Yes. Tim, look, I think you're hitting a really key point there, right? We're out there educating mostly eye care professionals, and we do have some direct-to-patient efforts ongoing. And we expect later in the year to launch more broad and digital direct-to-patient efforts that will help with further educating. We think this is a big opportunity. We know from all of our quantitative research that 80% of patients report they suffer from dry eye flares. But when you do the same quantitative research of eye care professionals, they think it's about 14% of their patients that have dry eye flares. So that tells us as a huge disconnect between what patients are experiencing and what physicians think. And we think the reason for that disconnect is there's just not historically been proactive discussions about dry eye flares because there's not been an FDA-approved product to treat those patients. So that's why I say I'm really encouraged with the progress that we've made but also recognize it takes time. We're creating a new treatment paradigm and talking about this acute dry eye market that nobody is talking about previously. Like I said, for -- I think RESTASIS has been on the market for 18 years now. So for the past 18 years, all eye care professionals heard was that this was a chronic progressive disease that you have to treat with a daily eye drop. And we are out there educating about the episodic manifestation of the disease due to these acute dry eye flares and the fact that we've got a really great therapy. The receptivity to that message has been overwhelmingly positive. And as with the case with any new product launch, it takes time to continue to establish and educate on this new treatment paradigm.

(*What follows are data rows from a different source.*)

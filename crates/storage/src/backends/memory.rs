//! Process-local in-memory backend for tests and dry runs.

use std::collections::HashMap;
use std::sync::atomic::{AtomicUsize, Ordering};
use std::sync::{PoisonError, RwLock};
use std::time::Duration;

use bytes::Bytes;

use crate::error::StorageError;
use crate::traits::{ByteStream, ObjectBody, StorageBackend, StorageFuture};

#[derive(Debug, Clone)]
struct StoredObject {
    data: Bytes,
    content_type: String,
}

/// Keeps every object in a `HashMap`. Nothing survives the process.
#[derive(Debug, Default)]
pub struct MemoryBackend {
    objects: RwLock<HashMap<String, StoredObject>>,
    writes: AtomicUsize,
}

impl MemoryBackend {
    pub fn new() -> Self {
        Self::default()
    }

    /// Returns a copy of the object under `key`.
    pub fn object(&self, key: &str) -> Option<Bytes> {
        let objects = self.objects.read().unwrap_or_else(PoisonError::into_inner);
        objects.get(key).map(|o| o.data.clone())
    }

    /// Returns the content type recorded for `key`.
    pub fn content_type(&self, key: &str) -> Option<String> {
        let objects = self.objects.read().unwrap_or_else(PoisonError::into_inner);
        objects.get(key).map(|o| o.content_type.clone())
    }

    /// All stored keys, sorted.
    pub fn keys(&self) -> Vec<String> {
        let objects = self.objects.read().unwrap_or_else(PoisonError::into_inner);
        let mut keys: Vec<String> = objects.keys().cloned().collect();
        keys.sort();
        keys
    }

    /// Number of successful `store` calls so far.
    pub fn write_count(&self) -> usize {
        self.writes.load(Ordering::SeqCst)
    }
}

impl StorageBackend for MemoryBackend {
    fn store<'a>(
        &'a self,
        key: &'a str,
        body: ObjectBody,
        content_type: &'a str,
        _length: u64,
    ) -> StorageFuture<'a, String> {
        Box::pin(async move {
            let data = body.into_bytes().await?;
            let mut objects = self.objects.write().unwrap_or_else(PoisonError::into_inner);
            objects.insert(
                key.to_string(),
                StoredObject {
                    data,
                    content_type: content_type.to_string(),
                },
            );
            self.writes.fetch_add(1, Ordering::SeqCst);
            Ok(format!("memory://{key}"))
        })
    }

    fn retrieve<'a>(&'a self, key: &'a str) -> StorageFuture<'a, ByteStream> {
        Box::pin(async move {
            let data = self
                .object(key)
                .ok_or_else(|| StorageError::NotFound(key.to_string()))?;
            let stream = futures_util::stream::iter([Ok::<_, StorageError>(data)]);
            Ok(Box::pin(stream) as ByteStream)
        })
    }

    fn delete<'a>(&'a self, key: &'a str) -> StorageFuture<'a, ()> {
        Box::pin(async move {
            let mut objects = self.objects.write().unwrap_or_else(PoisonError::into_inner);
            objects.remove(key);
            Ok(())
        })
    }

    fn exists<'a>(&'a self, key: &'a str) -> StorageFuture<'a, bool> {
        Box::pin(async move { Ok(self.object(key).is_some()) })
    }

    fn presigned_upload_url<'a>(&'a self, key: &'a str, ttl: Duration) -> StorageFuture<'a, String> {
        Box::pin(async move { Ok(format!("memory://{key}?expires_in={}", ttl.as_secs())) })
    }

    fn backend_name(&self) -> &'static str {
        "memory"
    }
}

#[cfg(test)]
mod tests {
    use futures_util::StreamExt;

    use super::*;

    #[tokio::test]
    async fn store_retrieve_delete() {
        let backend = MemoryBackend::new();
        backend
            .store("a/b", Bytes::from_static(b"data").into(), "image/png", 4)
            .await
            .unwrap();

        assert!(backend.exists("a/b").await.unwrap());
        assert_eq!(backend.content_type("a/b").as_deref(), Some("image/png"));
        let mut stream = backend.retrieve("a/b").await.unwrap();
        assert_eq!(stream.next().await.unwrap().unwrap(), Bytes::from_static(b"data"));

        backend.delete("a/b").await.unwrap();
        backend.delete("a/b").await.unwrap();
        assert!(!backend.exists("a/b").await.unwrap());
        assert!(matches!(
            backend.retrieve("a/b").await,
            Err(StorageError::NotFound(_))
        ));
        assert_eq!(backend.write_count(), 1);
    }
}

At this time, I'm showing no more questions in the queue. Mr. Iwicki, I'll turn the call back to you.

Thank you, everyone, for joining us this morning. We continue to work diligently to grow both of our products. We're optimistic with the launch of EYSUVIS and the great feedback we've heard from eye care professionals and patients and know that our product really meets a significant unmet need as we've talked about during this call. We're encouraged by -- hopefully, the reduction and the impact of COVID and that the surgical market will return to normal, and that will give us a good opportunity to get INVELTYS back on a strong growth trend. And we look forward to updating everyone soon as we make progress on our pipeline programs. And again, thank you for joining us this morning.

This concludes today's conference call. Thank you participating. You may now disconnect.